§ What you will do
Give back a single figure: the number of lines in the entries below that contain "when".

----- Record extracts

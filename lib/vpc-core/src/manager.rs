//! VPC orchestration over a network provider and a metadata store
//!
//! `create` provisions in dependency order (VPC, gateway, subnets, route
//! tables, associations, tags) and persists the record last. A provider
//! failure tears down whatever was created so far, newest first, before the
//! error surfaces. `delete` walks the same graph children first and removes
//! the record only once every provider resource is gone.

use chrono::Utc;
use ipnetwork::Ipv4Network;
use std::collections::BTreeMap;
use std::sync::Arc;
use tracing::{debug, error, info, warn};
use vpc_api::{
    CreateVpcRequest, DeleteVpcResponse, RouteTables, SubnetRecord, Tag, VpcRecord,
};

use crate::error::{Result, VpcError};
use crate::partition::{parse_ipv4_cidr, partition};
use crate::provider::{NetworkProvider, ProviderFactory, ProviderResult};
use crate::retry::RetryPolicy;
use crate::store::MetadataStore;

/// Destination of the default route in the public route table
pub const DEFAULT_ROUTE: &str = "0.0.0.0/0";

/// Most subnets a single VPC may hold (the provider's default per-VPC quota)
pub const MAX_SUBNETS: usize = 200;

/// Provider resources created during a `create`, in creation order
#[derive(Clone, Debug, PartialEq, Eq)]
enum Created {
    Vpc(String),
    InternetGateway(String),
    GatewayAttachment { igw_id: String, vpc_id: String },
    Subnet(String),
    RouteTable(String),
    Association(String),
}

/// Validated inputs for a `create`
struct CreatePlan<'a> {
    cidr: String,
    region: &'a str,
    subnets: Vec<Ipv4Network>,
    public_count: usize,
    vpc_tags: &'a [Tag],
    subnet_tags: BTreeMap<usize, Vec<Tag>>,
}

/// Stateless facade for VPC CRUD
///
/// Cloning is cheap; clones share the provider factory and store.
#[derive(Clone)]
pub struct VpcManager {
    providers: Arc<dyn ProviderFactory>,
    store: Arc<dyn MetadataStore>,
    retry: RetryPolicy,
}

impl VpcManager {
    pub fn new(providers: Arc<dyn ProviderFactory>, store: Arc<dyn MetadataStore>) -> Self {
        Self {
            providers,
            store,
            retry: RetryPolicy::default(),
        }
    }

    pub fn with_retry_policy(mut self, retry: RetryPolicy) -> Self {
        self.retry = retry;
        self
    }

    /// Provision a VPC with its gateway, subnets and route tables, then persist it
    pub async fn create(&self, request: &CreateVpcRequest) -> Result<VpcRecord> {
        let plan = plan_create(request)?;
        info!(
            "Creating VPC {} with {} subnets ({} public) in {}",
            plan.cidr,
            plan.subnets.len(),
            plan.public_count,
            plan.region
        );

        let provider = self.providers.provider(plan.region)?;
        let mut created = Vec::new();
        let record = match self.provision(provider.as_ref(), &plan, &mut created).await {
            Ok(record) => record,
            Err(e) => {
                error!("Provisioning {} failed: {}", plan.cidr, e);
                self.teardown(provider.as_ref(), created).await;
                return Err(e.into());
            }
        };

        if let Err(e) = self.store.put(&record).await {
            error!(
                "VPC {} provisioned but its record could not be stored, resources left in place: {}",
                record.vpc_id, e
            );
            return Err(e.into());
        }

        info!("Created VPC {}", record.vpc_id);
        Ok(record)
    }

    /// Look up a record; `None` when the id is unknown
    pub async fn get(&self, vpc_id: &str) -> Result<Option<VpcRecord>> {
        let record = self.store.get(vpc_id).await?;
        if record.is_none() {
            debug!("VPC {} not found", vpc_id);
        }
        Ok(record)
    }

    /// All known records
    pub async fn list(&self) -> Result<Vec<VpcRecord>> {
        let records = self.store.scan().await?;
        debug!("Listed {} VPCs", records.len());
        Ok(records)
    }

    /// Replace the VPC's tags with `tags`
    ///
    /// The provider is updated first; the record is rewritten only after the
    /// provider confirms. Returns `None` when the id is unknown.
    pub async fn update(&self, vpc_id: &str, tags: Vec<Tag>) -> Result<Option<Vec<Tag>>> {
        if tags.iter().any(|t| t.key.trim().is_empty()) {
            return Err(VpcError::InvalidInput("tag keys must not be empty".to_string()));
        }

        let Some(mut record) = self.store.get(vpc_id).await? else {
            info!("Update skipped, VPC {} not found", vpc_id);
            return Ok(None);
        };

        let provider = self.providers.provider(&record.region)?;
        let provider = provider.as_ref();

        if !tags.is_empty() {
            let new_tags = tags.as_slice();
            self.retry
                .run(move || provider.tag_resource(vpc_id, new_tags))
                .await?;
        }

        let stale: Vec<String> = record
            .tags
            .iter()
            .filter(|old| !tags.iter().any(|t| t.key == old.key))
            .map(|old| old.key.clone())
            .collect();
        if !stale.is_empty() {
            let stale_keys = stale.as_slice();
            if let Err(e) = self
                .retry
                .run(move || provider.untag_resource(vpc_id, stale_keys))
                .await
            {
                if !tags.is_empty() {
                    warn!(
                        "VPC {} has new tags {:?} applied but stale keys {:?} still present; record left unchanged",
                        vpc_id, tags, stale
                    );
                }
                return Err(e.into());
            }
        }

        record.tags = tags.clone();
        record.updated_at = Utc::now();
        self.store.put(&record).await?;

        info!("Updated tags on VPC {}: {} tags", vpc_id, tags.len());
        Ok(Some(tags))
    }

    /// Delete the VPC's provider resources, then its record
    ///
    /// The record's region is authoritative. On partial failure the record is
    /// kept so the delete can be retried. Returns `None` when the id is unknown.
    pub async fn delete(&self, vpc_id: &str, region: &str) -> Result<Option<DeleteVpcResponse>> {
        let Some(record) = self.store.get(vpc_id).await? else {
            info!("Delete skipped, VPC {} not found", vpc_id);
            return Ok(None);
        };

        if record.region != region {
            warn!(
                "Delete of {} requested for region {}, using recorded region {}",
                vpc_id, region, record.region
            );
        }

        let provider = self.providers.provider(&record.region)?;
        let provider = provider.as_ref();

        for subnet in &record.subnets {
            let subnet_id = subnet.subnet_id.as_str();
            self.remove(move || provider.delete_subnet(subnet_id)).await?;
            debug!("Deleted subnet {}", subnet_id);
        }

        for route_table_id in [
            record.route_tables.public.as_str(),
            record.route_tables.private.as_str(),
        ] {
            self.remove(move || provider.delete_route_table(route_table_id)).await?;
            debug!("Deleted route table {}", route_table_id);
        }

        let igw_id = record.igw.as_str();
        self.remove(move || provider.detach_internet_gateway(igw_id, vpc_id)).await?;
        self.remove(move || provider.delete_internet_gateway(igw_id)).await?;
        debug!("Deleted internet gateway {}", igw_id);

        self.remove(move || provider.delete_vpc(vpc_id)).await?;
        self.store.delete(vpc_id).await?;

        info!("Deleted VPC {}", vpc_id);
        Ok(Some(DeleteVpcResponse::deleted(vpc_id)))
    }

    async fn provision(
        &self,
        provider: &dyn NetworkProvider,
        plan: &CreatePlan<'_>,
        created: &mut Vec<Created>,
    ) -> ProviderResult<VpcRecord> {
        let retry = &self.retry;

        let cidr = plan.cidr.as_str();
        let vpc_id = retry.run(move || provider.create_vpc(cidr)).await?;
        created.push(Created::Vpc(vpc_id.clone()));
        debug!("Created VPC resource {}", vpc_id);
        let vpc = vpc_id.as_str();

        let igw_id = retry.run(move || provider.create_internet_gateway()).await?;
        created.push(Created::InternetGateway(igw_id.clone()));
        let igw = igw_id.as_str();
        retry
            .run(move || provider.attach_internet_gateway(igw, vpc))
            .await?;
        created.push(Created::GatewayAttachment {
            igw_id: igw_id.clone(),
            vpc_id: vpc_id.clone(),
        });
        debug!("Attached internet gateway {} to {}", igw_id, vpc_id);

        let mut subnets = Vec::with_capacity(plan.subnets.len());
        for (index, network) in plan.subnets.iter().enumerate() {
            let subnet_cidr = network.to_string();
            let cidr = subnet_cidr.as_str();
            let subnet_id = retry.run(move || provider.create_subnet(vpc, cidr)).await?;
            created.push(Created::Subnet(subnet_id.clone()));

            let public = index < plan.public_count;
            if public {
                let id = subnet_id.as_str();
                retry
                    .run(move || provider.set_map_public_ip_on_launch(id, true))
                    .await?;
            }
            debug!("Created {} subnet {} ({})", if public { "public" } else { "private" }, subnet_id, subnet_cidr);

            subnets.push(SubnetRecord {
                subnet_id,
                cidr: subnet_cidr,
                public,
                tags: plan.subnet_tags.get(&index).cloned().unwrap_or_default(),
            });
        }

        let public_rt = retry.run(move || provider.create_route_table(vpc)).await?;
        created.push(Created::RouteTable(public_rt.clone()));
        let rt = public_rt.as_str();
        retry
            .run(move || provider.create_route(rt, DEFAULT_ROUTE, igw))
            .await?;

        let private_rt = retry.run(move || provider.create_route_table(vpc)).await?;
        created.push(Created::RouteTable(private_rt.clone()));
        debug!("Created route tables {} (public) and {} (private)", public_rt, private_rt);

        for subnet in &subnets {
            let rt = if subnet.public { public_rt.as_str() } else { private_rt.as_str() };
            let subnet_id = subnet.subnet_id.as_str();
            let association = retry
                .run(move || provider.associate_route_table(rt, subnet_id))
                .await?;
            created.push(Created::Association(association));
        }

        if !plan.vpc_tags.is_empty() {
            let tags = plan.vpc_tags;
            retry.run(move || provider.tag_resource(vpc, tags)).await?;
        }
        for subnet in subnets.iter().filter(|s| !s.tags.is_empty()) {
            let subnet_id = subnet.subnet_id.as_str();
            let tags = subnet.tags.as_slice();
            retry.run(move || provider.tag_resource(subnet_id, tags)).await?;
        }

        let now = Utc::now();
        Ok(VpcRecord {
            vpc_id,
            cidr: plan.cidr.clone(),
            region: plan.region.to_string(),
            subnets,
            tags: plan.vpc_tags.to_vec(),
            igw: igw_id,
            route_tables: RouteTables {
                public: public_rt,
                private: private_rt,
            },
            created_at: now,
            updated_at: now,
        })
    }

    /// Best-effort reverse-order cleanup; failures are logged, not returned
    async fn teardown(&self, provider: &dyn NetworkProvider, created: Vec<Created>) {
        let total = created.len();
        let mut failed = 0;

        for resource in created.into_iter().rev() {
            let result = match &resource {
                Created::Association(id) => {
                    let id = id.as_str();
                    self.retry.run(move || provider.disassociate_route_table(id)).await
                }
                Created::RouteTable(id) => {
                    let id = id.as_str();
                    self.retry.run(move || provider.delete_route_table(id)).await
                }
                Created::Subnet(id) => {
                    let id = id.as_str();
                    self.retry.run(move || provider.delete_subnet(id)).await
                }
                Created::GatewayAttachment { igw_id, vpc_id } => {
                    let (igw, vpc) = (igw_id.as_str(), vpc_id.as_str());
                    self.retry
                        .run(move || provider.detach_internet_gateway(igw, vpc))
                        .await
                }
                Created::InternetGateway(id) => {
                    let id = id.as_str();
                    self.retry.run(move || provider.delete_internet_gateway(id)).await
                }
                Created::Vpc(id) => {
                    let id = id.as_str();
                    self.retry.run(move || provider.delete_vpc(id)).await
                }
            };

            match result {
                Ok(()) => debug!("Cleaned up {:?}", resource),
                Err(e) if e.is_not_found() => debug!("{:?} already gone", resource),
                Err(e) => {
                    failed += 1;
                    warn!("Cleanup of {:?} failed: {}", resource, e);
                }
            }
        }

        if failed > 0 {
            warn!("Cleanup left {} of {} resources behind", failed, total);
        } else {
            info!("Cleaned up {} resources", total);
        }
    }

    /// Run a delete call; a resource that is already gone counts as deleted
    async fn remove<F, Fut>(&self, call: F) -> Result<()>
    where
        F: FnMut() -> Fut,
        Fut: std::future::Future<Output = ProviderResult<()>>,
    {
        match self.retry.run(call).await {
            Err(e) if e.is_not_found() => {
                debug!("{} skipped: {}", e.operation, e.message);
                Ok(())
            }
            result => result.map_err(|e| {
                error!("Delete step failed, record kept for retry: {}", e);
                e.into()
            }),
        }
    }
}

fn plan_create(request: &CreateVpcRequest) -> Result<CreatePlan<'_>> {
    request.validate()?;

    let count = usize::try_from(request.subnet_count)
        .map_err(|_| VpcError::InvalidInput(format!("invalid subnet count {}", request.subnet_count)))?;
    if count > MAX_SUBNETS {
        return Err(VpcError::InvalidInput(format!(
            "subnet count {} exceeds the limit of {} per VPC",
            count, MAX_SUBNETS
        )));
    }
    let base = parse_ipv4_cidr(&request.vpc_cidr)?;
    let subnets = partition(base, count)?;

    let public_count = usize::try_from(request.resolved_public_subnet_count()).map_err(|_| {
        VpcError::InvalidInput("public_subnet_count must not be negative".to_string())
    })?;

    Ok(CreatePlan {
        cidr: base.to_string(),
        region: request.region.trim(),
        subnets,
        public_count,
        vpc_tags: request.vpc_tags.as_deref().unwrap_or_default(),
        subnet_tags: subnet_tag_assignments(request.subnet_tags.as_deref().unwrap_or_default(), count),
    })
}

/// Map positional subnet tags to subnet indexes
///
/// Tag `i` goes to subnet `i`; subnets past the end of the list get none and
/// tags past the last subnet are dropped.
fn subnet_tag_assignments(tags: &[Tag], subnet_count: usize) -> BTreeMap<usize, Vec<Tag>> {
    if tags.len() > subnet_count {
        warn!(
            "{} subnet tags given for {} subnets, ignoring the rest",
            tags.len(),
            subnet_count
        );
    }

    tags.iter()
        .take(subnet_count)
        .enumerate()
        .map(|(index, tag)| (index, vec![tag.clone()]))
        .collect()
}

----------

§ Exercise solution
3